Activity
From the data underneath, reproduce exactly the stretch that begins at the line with "through the side-cache" and ends after the line with "filter_value = filter.as_query_char().to_string();".

....

impl TuneInClient {
    /// Create a new client with default settings
    pub async fn new() -> Result<Self> {
        Self::builder().build().await
    }

    /// Create a builder for configuring the client
    pub fn builder() -> ClientBuilder {
        ClientBuilder::default()
    }

    /// Get the base URL
    pub fn base_url(&self) -> &str {
        &self.base_url
    }

    /// Get the request timeout
    pub fn timeout(&self) -> Duration {
        self.timeout
    }

    /// Clear the response caches and the station side-cache
    pub async fn reload(&self) {
        self.api_cache.clear().await;
        self.playlist_cache.clear().await;
        self.stations.write().await.clear();
    }

    // ========================================================================
    // Browsing
    // ========================================================================

    /// List top-level categories, or the content of one category
    ///
    /// Special cases, all inherited from the directory API's quirks:
    /// - `location` browses by the fixed root region id instead of a
    ///   category filter;
    /// - `language` is broken upstream and returns nothing, without a
    ///   network call;
    /// - `podcast` and `local` wrap their results in one extra level of
    ///   named sections that gets flattened here;
    /// - the top level (empty category) gains a synthesized "Trending"
    ///   link and loses the dead-end "language" entry.
    pub async fn categories(&self, category: &str) -> Vec<Node> {
        if category == "language" {
            debug!("Language category browsing is unsupported upstream");
            return Vec::new();
        }

        let args: Vec<(&str, &str)> = if category == "location" {
            vec![("id", "r0")]
        } else {
            vec![("c", category)]
        };
        let results = self.api_call("Browse.ashx", &args).await;

        if category == "podcast" || category == "local" {
            // One extra nesting level for these two only.
            return self.filter_results(&results, "", false).await;
        }

        let mut nodes: Vec<Node> = results.iter().map(Node::from_outline).collect();
        if category.is_empty() {
            nodes.retain(|node| node.key.as_deref() != Some("language"));
            nodes.push(self.trending_node());
        }
        nodes
    }

    /// List the navigational children of a region
    pub async fn locations(&self, location_id: &str) -> Vec<Node> {
        let results = self.api_call("Browse.ashx", &[("id", location_id)]).await;
        results
            .iter()
            .map(Node::from_outline)
            .filter(Node::is_link)
            .collect()
    }

    /// Featured items for a guide id
    pub async fn featured(&self, guide_id: &str) -> Vec<Node> {
        self.browse("Featured", guide_id).await
    }

    /// Local streams for a guide id
    pub async fn local(&self, guide_id: &str) -> Vec<Node> {
        self.browse("Local", guide_id).await
    }

    /// Stations under a guide id
    pub async fn stations(&self, guide_id: &str) -> Vec<Node> {
        self.browse("Station", guide_id).await
    }

    /// Related items for a guide id
    pub async fn related(&self, guide_id: &str) -> Vec<Node> {
        self.browse("Related", guide_id).await
    }

    /// Shows under a guide id
    pub async fn shows(&self, guide_id: &str) -> Vec<Node> {
        self.browse("Show", guide_id).await
    }

    /// Episodes of a show
    ///
    /// Episode listings come from the tune endpoint in program-browse
    /// mode, not from plain browsing.
    pub async fn episodes(&self, guide_id: &str) -> Vec<Node> {
        let results = self
            .api_call("Tune.ashx", &[("c", "pbrowse"), ("id", guide_id)])
            .await;
        self.filter_results(&results, "Topic", false).await
    }

    async fn browse(&self, section_name: &str, guide_id: &str) -> Vec<Node> {
        let results = self.api_call("Browse.ashx", &[("id", guide_id)]).await;
        self.filter_results(&results, section_name, false).await
    }

    // ========================================================================
    // Stations
    // ========================================================================

    /// Detailed metadata for a single station
    pub async fn station_info(&self, station_id: &str) -> Option<Node> {
        debug!("Fetching station info for {station_id}");
        let results = self
            .api_call(
                "Describe.ashx",
                &[("c", "composite"), ("detail", "listing"), ("id", station_id)],
            )
            .await;
        self.filter_results(&results, "Listing", true)
            .await
            .into_iter()
            .next()
    }

    /// Station lookup through the side-cache
    ///
    /// Stations already seen in browse or search results are answered
    /// from the cache; otherwise a describe request is issued and the
    /// result is cached under its id.
    pub async fn station(&self, station_id: &str) -> Option<Node> {
        if let Some(station) = self.stations.read().await.get(station_id) {
            return Some(station.clone());
        }

        let station = self.station_info(station_id).await?;
        self.stations
            .write()
            .await
            .insert(station_id.to_string(), station.clone());
        Some(station)
    }

    /// Search the directory for audio nodes
    ///
    /// An empty query short-circuits to an empty result without a
    /// network call. Nested result groups are flattened and anything
    /// that is not an audio node is dropped.
    pub async fn search(&self, query: &str) -> Vec<Node> {
        if query.is_empty() {
            return Vec::new();
        }

        let filter_value;
        let mut args: Vec<(&str, &str)> = vec![("query", query)];
        if let Some(filter) = self.filter {
            filter_value = filter.as_query_char().to_string();
            args.push(("filter", &filter_value));
        }

        let results = self.api_call("Search.ashx", &args).await;
        let mut nodes = Vec::new();
        for outline in &results {
            if outline.children.is_empty() {
                self.collect_audio_node(outline, &mut nodes).await;
            } else {
                for child in &outline.children {
                    self.collect_audio_node(child, &mut nodes).await;
                }
            }
        }
        nodes
    }

    async fn collect_audio_node(&self, outline: &Outline, nodes: &mut Vec<Node>) {
        if outline.kind != Some(NodeKind::Audio) {
            return;
        }
        let node = Node::from_outline(outline);
        self.remember_station(&node).await;
        nodes.push(node);
    }

    /// Resolve a station to its raw, possibly-indirect stream URLs
    ///
    /// Returns the ordered, duplicate-free `url` values from the tune
    /// response. An empty result means the station currently has no
    /// playable stream; it is logged but not an error.
    pub async fn tune(&self, station: &Node) -> Vec<String> {
        let Some(station_id) = station.guide_id.as_deref() else {
            error!("Cannot tune station without guide_id: {}", station.text);
            return Vec::new();
        };
        debug!("Tuning station id {station_id}");

        let results = self.api_call("Tune.ashx", &[("id", station_id)]).await;
        let mut seen = HashSet::new();
        let mut urls = Vec::new();
        for outline in &results {
            if let Some(url) = &outline.url {
                if seen.insert(url.clone()) {
                    urls.push(url.clone());
                }
            }
        }

        if urls.is_empty() {
            error!("Failed to tune station id {station_id}");
        }
        urls
    }

    // ========================================================================
    // Playlist extraction
    // ========================================================================

    /// Extract the full list of stream URLs behind one URL
    ///
    /// Known direct-audio extensions pass straight through. Otherwise
    /// the document is downloaded once and parsed as a playlist; when
    /// nothing can be extracted the URL itself is the only candidate.
    pub async fn extract_stream_urls(&self, url: &str) -> Vec<String> {
        let extension = uri_extension(url);
        if let Some(ext) = extension.as_deref() {
            if DIRECT_STREAM_EXTENSIONS.contains(&ext) {
                return vec![url.to_string()];
            }
        }

        let fetch = self.get_playlist(url).await;
        let mut results = Vec::new();
        if let Some(body) = &fetch.body {
            if let Some(parser) = find_parser(extension.as_deref(), fetch.content_type.as_deref())
            {
                results = parser
                    .parse(body.as_bytes())
                    .into_iter()
                    .filter(|uri| !uri.is_empty())
                    .collect();
            }
        }

        if results.is_empty() {
            results.push(url.to_string());
        }
        results
    }

    /// Download a playlist document, memoized per URL
    ///
    /// A `content-type: audio/mpeg` response is itself a stream: the
    /// body is not downloaded. Transport failures degrade to an empty
    /// fetch and are never cached.
    pub async fn get_playlist(&self, uri: &str) -> PlaylistFetch {
        if let Some(cached) = self.playlist_cache.get(&uri.to_string()).await {
            return cached;
        }

        debug!("Playlist request: {uri}");
        let fetch = match self.downloader.fetch(uri, self.timeout).await {
            Ok(fetch) => fetch,
            Err(e) => {
                error!("Playlist request failed: {e}");
                return PlaylistFetch::default();
            }
        };

        self.playlist_cache
            .insert(uri.to_string(), fetch.clone())
            .await;
        fetch
    }

    // ========================================================================
    // Normalization
    // ========================================================================

    /// Extract one named section's children from a browse response
    ///
    /// A section matches when its key prefix-matches `section_name`
    /// case-insensitively; the empty name matches the first section.
    /// Children without a guide id are dropped unless they are pure
    /// link nodes, which pass through unmapped. Every mapped node is
    /// also remembered in the station side-cache.
    async fn filter_results(
        &self,
        outlines: &[Outline],
        section_name: &str,
        map_listing: bool,
    ) -> Vec<Node> {
        let wanted = section_name.to_lowercase();
        for section in outlines {
            let key = section
                .key
                .as_deref()
                .unwrap_or_default()
                .to_lowercase();
            if !key.starts_with(&wanted) {
                continue;
            }

            let mut nodes = Vec::new();
            for item in &section.children {
                if item.guide_id.is_some() {
                    let node = if map_listing {
                        Node::from_listing(item)
                    } else {
                        Node::from_outline(item)
                    };
                    self.remember_station(&node).await;
                    nodes.push(node);
                } else if item.kind == Some(NodeKind::Link) {
                    nodes.push(Node::from_outline(item));
                }
            }
            return nodes;
        }
        Vec::new()
    }

    async fn remember_station(&self, node: &Node) {
        if let Some(guide_id) = &node.guide_id {
            self.stations
                .write()
                .await
                .insert(guide_id.clone(), node.clone());
        }
    }

    /// The synthesized top-level "Trending" entry; the API has no
    /// category for it, only a browse URL.
    fn trending_node(&self) -> Node {
        Node {
            guide_id: None,
            kind: Some(NodeKind::Link),
            text: "Trending".to_string(),
            url: Some(format!("{}/Browse.ashx?c=trending", self.base_url)),
            subtext: None,
            image: None,
            key: Some("trending".to_string()),
        }
    }

    // ========================================================================
    // Raw API access
    // ========================================================================

    /// Issue one directory GET request, memoized by full request URL
    ///
    /// Remote faults (non-"200" `head.status`) and transport failures
    /// both degrade to an empty body; only non-empty bodies are cached.
    async fn api_call(&self, variant: &str, args: &[(&str, &str)]) -> Vec<Outline> {
        let url = match self.request_url(variant, args) {
            Ok(url) => url,
            Err(e) => {
                error!("Invalid TuneIn request URL: {e}");
                return Vec::new();
            }
        };
        let key = url.as_str().to_string();

        if let Some(cached) = self.api_cache.get(&key).await {
            return cached;
        }

        debug!("TuneIn request: {url}");
        let body = match self.fetch_api(url).await {
            Ok(body) => body,
            Err(e) => {
                error!("TuneIn request failed: {e}");
                return Vec::new();
            }
        };

        if !body.is_empty() {
            self.api_cache.insert(key, body.clone()).await;
        }
        body
    }

    fn request_url(&self, variant: &str, args: &[(&str, &str)]) -> Result<Url> {
        let mut url = Url::parse(&format!("{}/{}", self.base_url, variant))?;
        url.query_pairs_mut().append_pair("render", "json");
        for (name, value) in args {
            url.query_pairs_mut().append_pair(name, value);
        }
        Ok(url)
    }

    async fn fetch_api(&self, url: Url) -> Result<Vec<Outline>> {
        let response = self
            .client
            .get(url)
            .timeout(self.timeout)
            .send()
            .await?
            .error_for_status()?;

        let api: ApiResponse = response.json().await?;
        if api.head.status != "200" {
            return Err(Error::api_error(format!(
                "{} {}",
                api.head.status,
                api.head.fault.unwrap_or_default()
            )));
        }
        Ok(api.body)
    }
}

....

Reply to the task
    /// Station lookup through the side-cache
    ///
    /// Stations already seen in browse or search results are answered
    /// from the cache; otherwise a describe request is issued and the
    /// result is cached under its id.
    pub async fn station(&self, station_id: &str) -> Option<Node> {
        if let Some(station) = self.stations.read().await.get(station_id) {
            return Some(station.clone());
        }

        let station = self.station_info(station_id).await?;
        self.stations
            .write()
            .await
            .insert(station_id.to_string(), station.clone());
        Some(station)
    }

    /// Search the directory for audio nodes
    ///
    /// An empty query short-circuits to an empty result without a
    /// network call. Nested result groups are flattened and anything
    /// that is not an audio node is dropped.
    pub async fn search(&self, query: &str) -> Vec<Node> {
        if query.is_empty() {
            return Vec::new();
        }

        let filter_value;
        let mut args: Vec<(&str, &str)> = vec![("query", query)];
        if let Some(filter) = self.filter {
            filter_value = filter.as_query_char().to_string();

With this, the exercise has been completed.